====== MATERIAL PROVIDED ======

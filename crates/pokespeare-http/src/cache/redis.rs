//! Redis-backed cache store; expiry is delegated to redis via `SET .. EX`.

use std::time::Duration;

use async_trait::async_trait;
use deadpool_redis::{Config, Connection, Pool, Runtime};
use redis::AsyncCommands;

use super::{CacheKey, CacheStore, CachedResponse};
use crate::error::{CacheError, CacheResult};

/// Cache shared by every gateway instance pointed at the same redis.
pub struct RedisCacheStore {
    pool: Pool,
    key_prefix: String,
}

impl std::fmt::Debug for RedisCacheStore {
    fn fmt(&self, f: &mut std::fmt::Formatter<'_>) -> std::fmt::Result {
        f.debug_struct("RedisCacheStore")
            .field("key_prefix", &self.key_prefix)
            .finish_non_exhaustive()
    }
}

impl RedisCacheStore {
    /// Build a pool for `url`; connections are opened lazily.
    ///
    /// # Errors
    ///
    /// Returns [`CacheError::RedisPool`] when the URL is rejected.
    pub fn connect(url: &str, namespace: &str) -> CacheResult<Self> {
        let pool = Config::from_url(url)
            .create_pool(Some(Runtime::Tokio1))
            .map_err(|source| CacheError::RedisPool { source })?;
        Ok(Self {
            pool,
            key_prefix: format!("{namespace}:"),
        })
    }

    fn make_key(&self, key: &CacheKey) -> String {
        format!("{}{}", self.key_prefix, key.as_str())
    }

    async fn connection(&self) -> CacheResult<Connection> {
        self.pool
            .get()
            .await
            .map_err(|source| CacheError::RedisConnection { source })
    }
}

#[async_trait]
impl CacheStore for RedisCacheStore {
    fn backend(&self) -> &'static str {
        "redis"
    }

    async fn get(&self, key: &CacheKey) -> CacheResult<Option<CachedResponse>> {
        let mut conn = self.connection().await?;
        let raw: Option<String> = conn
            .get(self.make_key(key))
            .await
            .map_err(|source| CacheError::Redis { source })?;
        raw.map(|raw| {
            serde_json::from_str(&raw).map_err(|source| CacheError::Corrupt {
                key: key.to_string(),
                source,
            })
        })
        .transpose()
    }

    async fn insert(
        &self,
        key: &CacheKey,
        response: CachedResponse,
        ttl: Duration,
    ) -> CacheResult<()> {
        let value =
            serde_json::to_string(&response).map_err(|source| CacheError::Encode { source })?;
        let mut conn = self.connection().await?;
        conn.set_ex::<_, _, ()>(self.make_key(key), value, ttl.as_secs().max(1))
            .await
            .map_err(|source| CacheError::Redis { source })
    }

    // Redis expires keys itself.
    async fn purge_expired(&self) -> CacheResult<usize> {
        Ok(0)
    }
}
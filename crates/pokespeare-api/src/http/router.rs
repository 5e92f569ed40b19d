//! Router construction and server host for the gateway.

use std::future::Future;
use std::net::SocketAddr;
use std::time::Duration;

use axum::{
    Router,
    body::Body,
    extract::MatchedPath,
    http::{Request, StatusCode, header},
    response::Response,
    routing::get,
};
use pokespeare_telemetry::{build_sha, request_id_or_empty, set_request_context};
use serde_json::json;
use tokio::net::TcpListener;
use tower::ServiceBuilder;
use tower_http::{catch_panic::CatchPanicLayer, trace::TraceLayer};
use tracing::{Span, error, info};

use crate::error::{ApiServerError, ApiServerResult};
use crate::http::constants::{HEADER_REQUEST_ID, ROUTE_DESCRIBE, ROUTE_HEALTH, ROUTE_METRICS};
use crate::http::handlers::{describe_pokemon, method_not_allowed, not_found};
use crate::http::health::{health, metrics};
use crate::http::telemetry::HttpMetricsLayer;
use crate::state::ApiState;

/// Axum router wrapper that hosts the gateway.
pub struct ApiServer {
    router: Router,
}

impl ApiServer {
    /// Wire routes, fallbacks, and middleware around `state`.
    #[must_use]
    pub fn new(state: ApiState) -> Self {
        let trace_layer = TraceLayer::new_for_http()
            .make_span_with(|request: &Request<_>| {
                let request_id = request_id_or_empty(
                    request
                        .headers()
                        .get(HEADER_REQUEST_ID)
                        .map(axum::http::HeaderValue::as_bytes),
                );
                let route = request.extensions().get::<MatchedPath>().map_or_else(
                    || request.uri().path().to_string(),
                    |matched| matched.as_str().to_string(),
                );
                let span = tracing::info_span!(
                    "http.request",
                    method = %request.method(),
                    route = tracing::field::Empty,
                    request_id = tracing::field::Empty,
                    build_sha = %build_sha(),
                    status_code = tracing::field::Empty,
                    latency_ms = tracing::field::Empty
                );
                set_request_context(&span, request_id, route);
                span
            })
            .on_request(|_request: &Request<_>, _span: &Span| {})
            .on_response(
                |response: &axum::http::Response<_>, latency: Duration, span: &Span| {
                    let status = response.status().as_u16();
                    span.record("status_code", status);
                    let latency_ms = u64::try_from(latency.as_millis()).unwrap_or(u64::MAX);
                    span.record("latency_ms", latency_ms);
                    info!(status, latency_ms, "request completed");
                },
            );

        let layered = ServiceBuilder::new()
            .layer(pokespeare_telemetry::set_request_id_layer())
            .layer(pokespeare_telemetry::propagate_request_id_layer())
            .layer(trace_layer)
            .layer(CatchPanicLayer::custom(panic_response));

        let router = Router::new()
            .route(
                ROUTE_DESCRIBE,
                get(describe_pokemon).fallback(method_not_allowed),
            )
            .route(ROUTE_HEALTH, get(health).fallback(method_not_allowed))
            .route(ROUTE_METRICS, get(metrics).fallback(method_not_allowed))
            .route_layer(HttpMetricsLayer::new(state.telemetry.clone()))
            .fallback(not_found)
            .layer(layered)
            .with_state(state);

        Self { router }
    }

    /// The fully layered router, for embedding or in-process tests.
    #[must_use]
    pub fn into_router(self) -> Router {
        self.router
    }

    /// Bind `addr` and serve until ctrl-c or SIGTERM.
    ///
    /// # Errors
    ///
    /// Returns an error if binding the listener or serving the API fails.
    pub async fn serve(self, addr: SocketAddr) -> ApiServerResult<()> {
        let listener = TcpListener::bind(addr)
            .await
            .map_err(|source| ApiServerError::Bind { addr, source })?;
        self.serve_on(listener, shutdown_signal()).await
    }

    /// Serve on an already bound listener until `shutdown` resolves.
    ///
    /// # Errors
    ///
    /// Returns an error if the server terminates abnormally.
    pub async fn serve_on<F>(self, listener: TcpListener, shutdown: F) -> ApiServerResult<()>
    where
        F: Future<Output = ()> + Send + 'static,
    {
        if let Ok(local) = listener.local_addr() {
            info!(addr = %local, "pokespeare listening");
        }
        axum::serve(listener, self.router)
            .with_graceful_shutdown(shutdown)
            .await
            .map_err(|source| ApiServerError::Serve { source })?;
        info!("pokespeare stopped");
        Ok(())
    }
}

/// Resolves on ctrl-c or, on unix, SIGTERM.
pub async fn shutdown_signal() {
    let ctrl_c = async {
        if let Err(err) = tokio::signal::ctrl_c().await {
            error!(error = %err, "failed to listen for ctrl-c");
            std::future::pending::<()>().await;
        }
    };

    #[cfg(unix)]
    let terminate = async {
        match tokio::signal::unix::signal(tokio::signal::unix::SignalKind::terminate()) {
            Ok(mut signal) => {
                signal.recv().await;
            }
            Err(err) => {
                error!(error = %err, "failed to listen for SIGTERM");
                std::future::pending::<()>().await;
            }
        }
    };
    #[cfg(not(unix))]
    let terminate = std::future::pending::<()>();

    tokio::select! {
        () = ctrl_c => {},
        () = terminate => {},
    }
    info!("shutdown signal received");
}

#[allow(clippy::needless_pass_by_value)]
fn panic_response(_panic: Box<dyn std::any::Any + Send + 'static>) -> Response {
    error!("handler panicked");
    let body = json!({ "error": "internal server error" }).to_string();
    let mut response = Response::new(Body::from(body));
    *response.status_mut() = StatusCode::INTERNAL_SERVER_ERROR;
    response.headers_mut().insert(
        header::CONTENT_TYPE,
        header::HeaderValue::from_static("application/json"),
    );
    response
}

======
====== MATERIAL PROVIDED ======

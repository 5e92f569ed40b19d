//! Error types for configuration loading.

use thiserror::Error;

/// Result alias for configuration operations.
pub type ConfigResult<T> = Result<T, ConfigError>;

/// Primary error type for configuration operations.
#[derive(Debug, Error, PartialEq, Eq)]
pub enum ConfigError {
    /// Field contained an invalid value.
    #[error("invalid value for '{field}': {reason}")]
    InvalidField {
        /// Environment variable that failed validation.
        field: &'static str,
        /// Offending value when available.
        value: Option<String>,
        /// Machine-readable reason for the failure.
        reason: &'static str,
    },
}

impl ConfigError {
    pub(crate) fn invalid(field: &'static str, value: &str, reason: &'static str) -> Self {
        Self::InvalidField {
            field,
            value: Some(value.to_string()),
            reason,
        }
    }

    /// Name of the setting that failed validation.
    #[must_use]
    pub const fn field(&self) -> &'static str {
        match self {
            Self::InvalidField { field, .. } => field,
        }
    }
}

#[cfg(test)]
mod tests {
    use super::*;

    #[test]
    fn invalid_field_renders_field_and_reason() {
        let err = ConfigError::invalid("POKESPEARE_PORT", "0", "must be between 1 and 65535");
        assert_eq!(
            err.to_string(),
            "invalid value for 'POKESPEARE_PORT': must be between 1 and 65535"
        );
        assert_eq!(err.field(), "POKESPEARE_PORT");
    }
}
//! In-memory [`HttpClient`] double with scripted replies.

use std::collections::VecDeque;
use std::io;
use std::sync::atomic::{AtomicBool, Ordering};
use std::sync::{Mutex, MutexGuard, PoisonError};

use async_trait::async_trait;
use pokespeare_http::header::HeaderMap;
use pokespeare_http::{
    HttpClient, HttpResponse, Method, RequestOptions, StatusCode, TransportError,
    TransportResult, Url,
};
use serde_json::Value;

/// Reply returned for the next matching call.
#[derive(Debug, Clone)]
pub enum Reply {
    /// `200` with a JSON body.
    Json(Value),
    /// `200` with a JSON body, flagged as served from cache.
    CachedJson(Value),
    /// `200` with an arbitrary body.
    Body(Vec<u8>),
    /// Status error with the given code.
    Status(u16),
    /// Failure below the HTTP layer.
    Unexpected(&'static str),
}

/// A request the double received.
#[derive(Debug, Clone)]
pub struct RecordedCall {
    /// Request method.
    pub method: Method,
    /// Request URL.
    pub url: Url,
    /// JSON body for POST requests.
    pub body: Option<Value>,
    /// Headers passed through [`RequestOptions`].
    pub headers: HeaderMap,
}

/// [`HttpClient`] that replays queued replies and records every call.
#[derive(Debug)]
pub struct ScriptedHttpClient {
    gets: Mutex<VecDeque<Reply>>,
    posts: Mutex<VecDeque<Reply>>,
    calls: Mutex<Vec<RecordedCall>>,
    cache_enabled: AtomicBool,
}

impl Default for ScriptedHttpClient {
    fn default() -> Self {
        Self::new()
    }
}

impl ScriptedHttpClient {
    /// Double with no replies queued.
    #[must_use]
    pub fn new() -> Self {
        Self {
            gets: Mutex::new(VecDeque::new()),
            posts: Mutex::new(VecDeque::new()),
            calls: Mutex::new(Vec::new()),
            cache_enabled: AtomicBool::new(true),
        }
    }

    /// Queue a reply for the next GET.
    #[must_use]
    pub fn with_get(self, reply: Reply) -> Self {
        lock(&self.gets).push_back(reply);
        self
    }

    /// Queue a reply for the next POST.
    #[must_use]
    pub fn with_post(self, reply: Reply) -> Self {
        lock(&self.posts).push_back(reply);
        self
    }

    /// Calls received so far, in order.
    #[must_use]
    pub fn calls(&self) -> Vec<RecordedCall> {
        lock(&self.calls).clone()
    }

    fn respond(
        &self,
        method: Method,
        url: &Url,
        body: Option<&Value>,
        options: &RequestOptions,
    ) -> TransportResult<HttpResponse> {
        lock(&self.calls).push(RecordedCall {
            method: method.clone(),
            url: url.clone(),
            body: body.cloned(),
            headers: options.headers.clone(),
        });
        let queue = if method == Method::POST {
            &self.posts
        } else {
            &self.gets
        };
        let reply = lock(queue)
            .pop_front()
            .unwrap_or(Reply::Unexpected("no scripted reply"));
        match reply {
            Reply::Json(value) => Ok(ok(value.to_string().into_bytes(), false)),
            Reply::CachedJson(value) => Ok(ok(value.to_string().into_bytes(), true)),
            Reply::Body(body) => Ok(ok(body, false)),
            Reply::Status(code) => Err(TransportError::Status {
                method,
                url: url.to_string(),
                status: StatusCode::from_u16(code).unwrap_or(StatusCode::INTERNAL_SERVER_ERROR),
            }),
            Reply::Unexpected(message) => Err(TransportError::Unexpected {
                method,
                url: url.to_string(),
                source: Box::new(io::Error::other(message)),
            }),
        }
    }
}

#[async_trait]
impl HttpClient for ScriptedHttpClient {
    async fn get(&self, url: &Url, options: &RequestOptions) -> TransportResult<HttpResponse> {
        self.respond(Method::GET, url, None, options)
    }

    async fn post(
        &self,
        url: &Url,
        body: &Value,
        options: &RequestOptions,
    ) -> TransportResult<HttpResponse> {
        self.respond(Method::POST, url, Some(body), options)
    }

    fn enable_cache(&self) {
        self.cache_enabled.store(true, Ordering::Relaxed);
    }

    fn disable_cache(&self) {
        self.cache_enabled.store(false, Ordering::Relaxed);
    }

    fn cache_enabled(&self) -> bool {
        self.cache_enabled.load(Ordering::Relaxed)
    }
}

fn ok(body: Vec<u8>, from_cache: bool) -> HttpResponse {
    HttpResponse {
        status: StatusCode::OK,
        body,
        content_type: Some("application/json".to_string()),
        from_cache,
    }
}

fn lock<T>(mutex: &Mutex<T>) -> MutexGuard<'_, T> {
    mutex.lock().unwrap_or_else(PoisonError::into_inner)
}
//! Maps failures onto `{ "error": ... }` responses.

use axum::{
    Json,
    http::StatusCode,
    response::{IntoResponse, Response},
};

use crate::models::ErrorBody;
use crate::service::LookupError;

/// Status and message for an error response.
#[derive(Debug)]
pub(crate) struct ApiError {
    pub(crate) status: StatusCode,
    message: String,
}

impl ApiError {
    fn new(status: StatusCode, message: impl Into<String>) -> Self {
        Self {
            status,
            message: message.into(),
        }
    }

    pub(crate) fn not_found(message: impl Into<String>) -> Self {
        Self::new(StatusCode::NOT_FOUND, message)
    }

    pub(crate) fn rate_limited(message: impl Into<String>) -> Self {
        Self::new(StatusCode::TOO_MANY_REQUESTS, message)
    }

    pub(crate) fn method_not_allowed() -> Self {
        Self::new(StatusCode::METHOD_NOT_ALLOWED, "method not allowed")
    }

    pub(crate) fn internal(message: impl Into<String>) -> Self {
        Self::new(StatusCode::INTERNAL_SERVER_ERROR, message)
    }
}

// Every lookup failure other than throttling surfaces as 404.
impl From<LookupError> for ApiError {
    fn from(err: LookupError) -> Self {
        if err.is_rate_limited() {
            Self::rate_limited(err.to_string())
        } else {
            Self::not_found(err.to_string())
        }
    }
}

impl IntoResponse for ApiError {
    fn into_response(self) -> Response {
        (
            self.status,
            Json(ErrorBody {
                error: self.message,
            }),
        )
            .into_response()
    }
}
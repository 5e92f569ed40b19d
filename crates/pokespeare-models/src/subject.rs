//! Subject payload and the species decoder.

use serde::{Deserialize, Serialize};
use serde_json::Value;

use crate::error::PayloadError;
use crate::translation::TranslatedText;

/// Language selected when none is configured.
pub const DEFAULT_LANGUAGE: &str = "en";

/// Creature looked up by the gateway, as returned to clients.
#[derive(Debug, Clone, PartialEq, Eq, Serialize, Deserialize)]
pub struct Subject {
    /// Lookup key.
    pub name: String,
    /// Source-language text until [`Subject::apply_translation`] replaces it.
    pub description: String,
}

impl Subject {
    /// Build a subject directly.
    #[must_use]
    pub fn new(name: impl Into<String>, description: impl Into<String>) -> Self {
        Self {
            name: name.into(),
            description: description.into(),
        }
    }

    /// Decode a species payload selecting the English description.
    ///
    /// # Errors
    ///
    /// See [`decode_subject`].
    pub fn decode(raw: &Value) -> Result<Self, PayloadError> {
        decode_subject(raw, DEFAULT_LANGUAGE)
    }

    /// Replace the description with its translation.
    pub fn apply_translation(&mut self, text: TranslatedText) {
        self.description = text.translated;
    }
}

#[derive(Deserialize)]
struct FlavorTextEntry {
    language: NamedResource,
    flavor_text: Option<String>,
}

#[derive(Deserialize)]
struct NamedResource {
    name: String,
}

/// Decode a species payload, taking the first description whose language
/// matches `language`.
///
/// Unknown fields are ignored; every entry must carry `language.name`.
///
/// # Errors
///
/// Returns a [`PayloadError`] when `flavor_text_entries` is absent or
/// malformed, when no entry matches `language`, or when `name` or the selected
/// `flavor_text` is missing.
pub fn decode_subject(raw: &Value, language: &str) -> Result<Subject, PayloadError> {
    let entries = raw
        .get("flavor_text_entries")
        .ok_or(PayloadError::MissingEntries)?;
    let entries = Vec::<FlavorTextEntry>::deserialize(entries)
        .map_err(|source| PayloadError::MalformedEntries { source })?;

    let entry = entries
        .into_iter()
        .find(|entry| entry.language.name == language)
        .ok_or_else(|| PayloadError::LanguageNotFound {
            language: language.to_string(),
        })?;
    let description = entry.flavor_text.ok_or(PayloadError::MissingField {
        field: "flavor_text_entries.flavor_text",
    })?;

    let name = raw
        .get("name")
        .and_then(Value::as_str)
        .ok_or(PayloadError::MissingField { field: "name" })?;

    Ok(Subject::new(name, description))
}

======

Lines above with the word "until" should be counted, and the reply is that count alone.

3